Among the entries below, find the lines with "anything" and copy them.

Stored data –
[Start of Attachment]

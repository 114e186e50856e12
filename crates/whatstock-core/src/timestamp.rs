//! # Timestamp
//!
//! A UTC instant with millisecond precision and an explicit text form.
//!
//! ## Why a Dedicated Type?
//! ```text
//! ┌─────────────────────────────────────────────────────────────────────────┐
//! │  Item records cross a JSON boundary on every load, import and HTTP     │
//! │  call. Timestamps are text on the wire and instants in memory:          │
//! │                                                                         │
//! │    "2024-05-01T12:00:00.000Z" ──parse──► Timestamp ──format──► text    │
//! │                                                                         │
//! │  Precision is fixed at milliseconds on BOTH sides, so a record that     │
//! │  was just created compares equal to the same record after it was        │
//! │  persisted and read back.                                               │
//! └─────────────────────────────────────────────────────────────────────────┘
//! ```
//!
//! ## Lenient Load Helpers
//! Persisted and imported records go through [`lenient_or_now`] (for
//! `createdAt`) and [`lenient_optional`] (for `soldDate`). Neither ever fails:
//! an unreadable `createdAt` becomes "now", an unreadable `soldDate` becomes
//! absent.

use std::fmt;
use std::str::FromStr;

use chrono::{DateTime, NaiveDate, NaiveDateTime, SecondsFormat, SubsecRound, Utc};
use serde::{Deserialize, Deserializer, Serialize, Serializer};
use serde_json::Value;

use crate::error::ValidationError;

/// A point in time, UTC, truncated to whole milliseconds.
#[derive(Debug, Clone, Copy, PartialEq, Eq, PartialOrd, Ord, Hash)]
pub struct Timestamp(DateTime<Utc>);

impl Timestamp {
    /// The current instant, truncated to milliseconds.
    pub fn now() -> Self {
        Timestamp(Utc::now().trunc_subsecs(3))
    }

    /// Wraps a chrono instant, truncating sub-millisecond precision.
    pub fn from_datetime(at: DateTime<Utc>) -> Self {
        Timestamp(at.trunc_subsecs(3))
    }

    /// Builds a timestamp from milliseconds since the Unix epoch.
    pub fn from_millis(millis: i64) -> Option<Self> {
        DateTime::from_timestamp_millis(millis).map(Timestamp)
    }

    /// Parses the text forms found in persisted and imported data.
    ///
    /// ## Accepted Forms
    /// - RFC 3339 / ISO-8601 with offset: `2024-05-01T12:00:00.000Z`
    /// - Naive date-time, read as UTC: `2024-05-01T12:00:00`, `2024-05-01 12:00:00`
    /// - Bare date, read as UTC midnight: `2024-05-01`
    /// - Year and month, or a bare year, read as the first day: `2024-05`, `2024`
    /// - Integer milliseconds since the epoch, five digits or more: `1714564800000`
    pub fn parse(text: &str) -> Option<Self> {
        let text = text.trim();
        if text.is_empty() {
            return None;
        }

        if let Ok(at) = DateTime::parse_from_rfc3339(text) {
            return Some(Self::from_datetime(at.with_timezone(&Utc)));
        }

        for pattern in ["%Y-%m-%dT%H:%M:%S%.f", "%Y-%m-%d %H:%M:%S%.f"] {
            if let Ok(naive) = NaiveDateTime::parse_from_str(text, pattern) {
                return Some(Self::from_datetime(naive.and_utc()));
            }
        }

        if let Ok(date) = NaiveDate::parse_from_str(text, "%Y-%m-%d") {
            return date
                .and_hms_opt(0, 0, 0)
                .map(|naive| Self::from_datetime(naive.and_utc()));
        }

        if let Ok(date) = NaiveDate::parse_from_str(&format!("{}-01", text), "%Y-%m-%d") {
            return date
                .and_hms_opt(0, 0, 0)
                .map(|naive| Self::from_datetime(naive.and_utc()));
        }

        let digits = text.strip_prefix('-').unwrap_or(text);
        if digits.is_empty() || !digits.bytes().all(|b| b.is_ascii_digit()) {
            return None;
        }
        if digits.len() <= 4 && digits.len() == text.len() {
            return text
                .parse::<i32>()
                .ok()
                .and_then(|year| NaiveDate::from_ymd_opt(year, 1, 1))
                .and_then(|date| date.and_hms_opt(0, 0, 0))
                .map(|naive| Self::from_datetime(naive.and_utc()));
        }
        text.parse::<i64>().ok().and_then(Self::from_millis)
    }

    /// Parses a JSON value: a string in any [`Timestamp::parse`] form, or a
    /// number of epoch milliseconds.
    pub fn parse_value(value: &Value) -> Option<Self> {
        match value {
            Value::String(text) => Self::parse(text),
            Value::Number(number) => number.as_i64().and_then(Self::from_millis),
            _ => None,
        }
    }

    /// Formats as ISO-8601 UTC with milliseconds, e.g. `2024-05-01T12:00:00.000Z`.
    pub fn format(&self) -> String {
        self.0.to_rfc3339_opts(SecondsFormat::Millis, true)
    }

    /// Returns the underlying chrono instant.
    #[inline]
    pub fn as_datetime(&self) -> DateTime<Utc> {
        self.0
    }
}

impl fmt::Display for Timestamp {
    fn fmt(&self, f: &mut fmt::Formatter<'_>) -> fmt::Result {
        f.write_str(&self.format())
    }
}

impl FromStr for Timestamp {
    type Err = ValidationError;

    fn from_str(s: &str) -> Result<Self, Self::Err> {
        Timestamp::parse(s).ok_or_else(|| ValidationError::InvalidFormat {
            field: "timestamp".to_string(),
            reason: format!("'{}' is not a recognised date", s),
        })
    }
}

impl From<DateTime<Utc>> for Timestamp {
    fn from(at: DateTime<Utc>) -> Self {
        Timestamp::from_datetime(at)
    }
}

impl Serialize for Timestamp {
    fn serialize<S: Serializer>(&self, serializer: S) -> Result<S::Ok, S::Error> {
        serializer.serialize_str(&self.format())
    }
}

/// Strict deserialization: the value must be a parseable string or epoch
/// milliseconds. Used for caller-supplied input such as partial updates.
impl<'de> Deserialize<'de> for Timestamp {
    fn deserialize<D: Deserializer<'de>>(deserializer: D) -> Result<Self, D::Error> {
        let value = Value::deserialize(deserializer)?;
        Timestamp::parse_value(&value)
            .ok_or_else(|| serde::de::Error::custom(format!("invalid timestamp: {}", value)))
    }
}

// =============================================================================
// Lenient Field Helpers
// =============================================================================

/// `createdAt` loader: anything absent, null or unparseable becomes "now".
///
/// Pair with `#[serde(default = "Timestamp::now")]` so a missing key is
/// covered too.
pub fn lenient_or_now<'de, D>(deserializer: D) -> Result<Timestamp, D::Error>
where
    D: Deserializer<'de>,
{
    let value = Option::<Value>::deserialize(deserializer)?;
    Ok(value
        .as_ref()
        .and_then(Timestamp::parse_value)
        .unwrap_or_else(Timestamp::now))
}

/// `soldDate` loader: anything absent, null or unparseable stays absent.
pub fn lenient_optional<'de, D>(deserializer: D) -> Result<Option<Timestamp>, D::Error>
where
    D: Deserializer<'de>,
{
    let value = Option::<Value>::deserialize(deserializer)?;
    Ok(value.as_ref().and_then(Timestamp::parse_value))
}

[End of Attachment]

WRITTEN REPLY –
/// `createdAt` loader: anything absent, null or unparseable becomes "now".
/// `soldDate` loader: anything absent, null or unparseable stays absent.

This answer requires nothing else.